Suppose I used huffman coding to compress the following file (where each block is a 3-bit sequence):
010 010 010 010 010 010 010 111 010 111 010 110 010 110 010 010 010and then used Huffman coding again to compress the comressed file (once again using 3-bit sequences as blocks). Show me the two trees you used and the compressed and recompressed files. How much compression did you ultimately achieve? [Note: Be careful that your printer doesn't chop off some of the bit sequence above ... mine did.]
Lossy Compression is used for graphics and audio formats. We as people don't need an exact reproduction of the orignal graphics/audio file. We're content with a similar file. A small amount of image/sound quality degradation is worthwhile if a much greater compression ratio is achievable as a result. Jpeg and Mpeg are examples of formats that use lossy compression.
Lossless Compression is the only option for general
purpose compression. If you're compressing a
program or a text document, even a single bit
difference between the original and uncompressed
file can be disasterous. We'll be talking about
Huffman Encoding, which is the compression algorithm
behind the
Unix
pack
command. LZW is a more
modern and generally better compression algorithm
used in the
Unix
compress
command. It is also
behind the GIF format, which is a lossless graphics format.
Figure 17.3 from the book ------------------------- character "ASCII" frequency code-word a 000 45,000 0 b 001 13,000 101 c 010 12,000 100 d 011 16,000 111 e 100 9,000 1101 f 101 5,000 1100 Original File: badafedacaca | | V As ASCCII:001000011000101100011000010000010000 | | V Compressed: 1010111011001101111010001000
a -> 0 b -> 01 c -> 10Now, if I try to decode
010
is it "ac" or
"ba"? There's no way of knowing. The problem here is
that the codeword for "a" is a prefix of the
codeword for "b". Whenever one codeword is a prefix of
another, we have this same ambiguity. Therefore we
restrict ourselves to prefix codes, which are codes
in which no codeword is a prefix of another.
Assuming that our code is a prefix code, how can we
decode? How can we decide whether the sequence of bits
we've read so far is a codeword? The answer is this:
We need a finite state machine that accepts codewords.

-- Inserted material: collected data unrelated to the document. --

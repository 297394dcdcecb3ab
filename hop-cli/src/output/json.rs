//! JSON output formatting for machine-readable output.

use serde::Serialize;

/// JSON output formatter
pub struct JsonOutput;

impl JsonOutput {
    /// Format data as a pretty-printed JSON string
    pub fn format<T: Serialize + ?Sized>(data: &T) -> String {
        serde_json::to_string_pretty(data)
            .unwrap_or_else(|e| format!("{{\n  \"error\": \"{}\"\n}}", e))
    }
}

#[cfg(test)]
mod tests {
    use super::*;

    #[derive(Serialize)]
    struct TestData {
        name: String,
        distance: Option<f64>,
    }

    #[test]
    fn test_format_pretty() {
        let data = TestData {
            name: "test".to_string(),
            distance: Some(7.0),
        };
        let output = JsonOutput::format(&data);

        assert!(output.contains("\"name\": \"test\""));
        assert!(output.contains("\"distance\": 7.0"));
        assert!(output.contains('\n'));
    }

    #[test]
    fn test_format_null() {
        let data = TestData {
            name: "test".to_string(),
            distance: None,
        };
        assert!(JsonOutput::format(&data).contains("\"distance\": null"));
    }

    #[test]
    fn test_format_non_finite_is_null() {
        let data = TestData {
            name: "test".to_string(),
            distance: Some(f64::INFINITY),
        };
        assert!(JsonOutput::format(&data).contains("\"distance\": null"));
    }
}
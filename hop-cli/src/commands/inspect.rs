//! Inspect command - summarize an edge-list file
//!
//! Shows what the search will actually see: the distinct nodes in
//! first-appearance order, their neighbors after duplicate edges were
//! collapsed, and weights that would make the search unreliable.

use crate::loader;
use crate::output::{format_weight, Output, OutputFormat, TableDisplay, TableOutput};
use anyhow::Result;
use colored::Colorize;
use hop_core::{Edge, WeightedGraph};
use serde::Serialize;
use std::path::Path;

/// Edge-list summary
#[derive(Debug, Serialize)]
pub struct InspectResult {
    pub source: String,
    pub input_edges: usize,
    pub node_count: usize,
    pub edge_count: usize,
    /// Input edges that overwrote an earlier edge between the same pair.
    pub overridden_edges: usize,
    pub self_loops: usize,
    /// Input edges with a negative or non-finite weight.
    pub suspicious_weights: usize,
    pub nodes: Vec<NodeSummary>,
}

#[derive(Debug, Serialize)]
pub struct NodeSummary {
    pub id: String,
    pub degree: usize,
    pub neighbors: Vec<Neighbor>,
}

#[derive(Debug, Serialize)]
pub struct Neighbor {
    pub id: String,
    pub weight: f64,
}

impl TableDisplay for InspectResult {
    fn to_table(&self) -> String {
        let mut output = String::new();

        output.push_str(&format!("{} {}\n", "Edge list".bold(), self.source.cyan()));
        output.push_str(&format!("{}\n", "-".repeat(60)));

        let rows = self
            .nodes
            .iter()
            .map(|node| {
                let neighbors = node
                    .neighbors
                    .iter()
                    .map(|n| format!("{} ({})", n.id, format_weight(n.weight)))
                    .collect::<Vec<_>>()
                    .join(", ");
                vec![node.id.clone(), node.degree.to_string(), neighbors]
            })
            .collect();
        output.push_str(&TableOutput::format_rows(
            &["Node", "Degree", "Neighbors"],
            rows,
        ));
        output.push('\n');

        output.push_str(&format!(
            "\n{}: {} nodes, {} edges ({} input edges)\n",
            "Summary".bold(),
            self.node_count,
            self.edge_count,
            self.input_edges
        ));
        if self.overridden_edges > 0 {
            output.push_str(&format!(
                "  {} {} duplicate edge(s) overrode an earlier weight\n",
                "NOTE".yellow(),
                self.overridden_edges
            ));
        }
        if self.self_loops > 0 {
            output.push_str(&format!(
                "  {} {} self-loop(s), ignored by the search\n",
                "NOTE".yellow(),
                self.self_loops
            ));
        }
        if self.suspicious_weights > 0 {
            output.push_str(&format!(
                "  {} {} negative or non-finite weight(s); results may not be minimal\n",
                "WARNING".red().bold(),
                self.suspicious_weights
            ));
        }

        output
    }

    fn to_mu(&self) -> String {
        let mut output = String::new();
        output.push_str(&format!(":: graph {}\n", self.source));

        for node in &self.nodes {
            let neighbors = node
                .neighbors
                .iter()
                .map(|n| format!("{}:{}", n.id, format_weight(n.weight)))
                .collect::<Vec<_>>()
                .join(" ");
            output.push_str(&format!("- {} -> {}\n", node.id, neighbors));
        }

        output.push_str(&format!(
            "# nodes: {}, edges: {}\n",
            self.node_count, self.edge_count
        ));
        output
    }
}

/// Run the inspect command
pub async fn run(file: &Path, format: OutputFormat) -> Result<()> {
    let edges = loader::load_edges(file).await?;
    let result = summarize(&file.display().to_string(), &edges);
    Output::new(result, format).render()
}

/// Build the summary for an edge list.
pub fn summarize(source: &str, edges: &[Edge]) -> InspectResult {
    let graph = WeightedGraph::from_edges(edges);

    let nodes = graph
        .nodes()
        .map(|id| {
            let neighbors: Vec<Neighbor> = graph
                .neighbors(id)
                .into_iter()
                .map(|(neighbor, weight)| Neighbor {
                    id: neighbor.to_string(),
                    weight,
                })
                .collect();
            NodeSummary {
                id: id.to_string(),
                degree: neighbors.len(),
                neighbors,
            }
        })
        .collect();

    InspectResult {
        source: source.to_string(),
        input_edges: edges.len(),
        node_count: graph.node_count(),
        edge_count: graph.edge_count(),
        overridden_edges: edges.len() - graph.edge_count(),
        self_loops: graph.nodes().filter(|id| graph.edge_weight(id, id).is_some()).count(),
        suspicious_weights: edges
            .iter()
            .filter(|e| !e.weight.is_finite() || e.weight < 0.0)
            .count(),
        nodes,
    }
}

#[cfg(test)]
mod tests {
    use super::*;

    #[test]
    fn test_summarize() {
        let edges = vec![
            Edge::new("a", "b", 5.0),
            Edge::new("b", "c", 1.0),
            Edge::new("b", "a", 2.0),
            Edge::new("c", "c", 1.0),
            Edge::new("d", "e", -1.0),
        ];
        let result = summarize("test", &edges);

        assert_eq!(result.input_edges, 5);
        assert_eq!(result.node_count, 5);
        assert_eq!(result.edge_count, 4);
        assert_eq!(result.overridden_edges, 1);
        assert_eq!(result.self_loops, 1);
        assert_eq!(result.suspicious_weights, 1);

        let ids: Vec<&str> = result.nodes.iter().map(|n| n.id.as_str()).collect();
        assert_eq!(ids, vec!["a", "b", "c", "d", "e"]);

        let b = &result.nodes[1];
        assert_eq!(b.degree, 2);
        assert_eq!(b.neighbors[0].id, "a");
        assert_eq!(b.neighbors[0].weight, 2.0);
    }

    #[test]
    fn test_summarize_empty() {
        let result = summarize("empty", &[]);
        assert_eq!(result.node_count, 0);
        assert!(result.nodes.is_empty());
    }

    #[test]
    fn test_mu_output() {
        let result = summarize("g", &[Edge::new("a", "b", 1.5)]);
        let mu = result.to_mu();
        assert!(mu.contains(":: graph g"));
        assert!(mu.contains("- a -> b:1.5"));
        assert!(mu.contains("# nodes: 2, edges: 1"));
    }
}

Let's build one for the code from the previous example
(which is a prefix code):
And if we want to not only recognize that a codeword has
been read, but also determine which codeword, we need
only add a tag to each accepting state in the finite
state machine telling us which character we've just read.
Of course, fancy finite state machines aside, this is a
simple tree that we can build and use to decode encoded
files.
We can do this via a greedy algorithm. But greedy algorithms require a problem that is posed as a series of choices to be made, and our tree construction problem doesn't look like that ... yet. Here's how we can pose the problem this way. We have a set of trees. As long as there is more than one tree, choose two trees and merge them, i.e. create a new node whose left child is the first tree and whose right child is the second tree. Initially, our set of trees will simply be the characters, each a tree of depth zero.
What's our "greedy choice" then? We always choose the two trees with lowest frequency to merge. That's the greedy algorithm behind Huffman encoding!
Given blocks/characters a1, a2, ..., ak, with frequencies f(a1), ..., f(ak), and we might as well assume that a1 and a2 are the two blocks with smallest frequencey. Any encoding that uses fixed block size is represented by a tree. Let T be a tree providing the most compression, and suppose that ai is a block at greatest depth in the tree. It's sibling must be another leaf node (otherwise we'd have a block at greater depth), let's call the block at that leaf node aj. For each block an, let d(an) be the depth of the leaf labeled an. The total size of the file compressed by T is:
f(a1)*d(a1) + f(a2)*d(a2) + ... + f(ak)*d(ak)Now, our greedy algorithm merges a1 and a2 into a single tree as its very first step, which means that a1 and a2 are siblings in the final tree the greedy algorithm produces. Let's take the tree T, and swap a1 with ai and a2 with aj to create the tree T'. This would make a1 and a2 siblings. What does it do to the compression acheived by T'? Well, now the total size of the file compressed by T' is:
f(ai)*d(a1) + f(aj)*d(a2) + ... f(a1)*d(ai) + ... + f(a2)*d(aj) + ... + f(ak)*d(ak)... where the f's and the a's and the d's are all from T. Since d(ai) and d(aj) are the largest possible values of d, and since f(a1) and f(a2) are the smallest possible values of f, it's easy to see that T' produces a file that's no larger than that produced by T. So T' is an optimal tree, and lo an behold, block a1 and a2 are siblings, meaning that our greedy algorithm took the right step.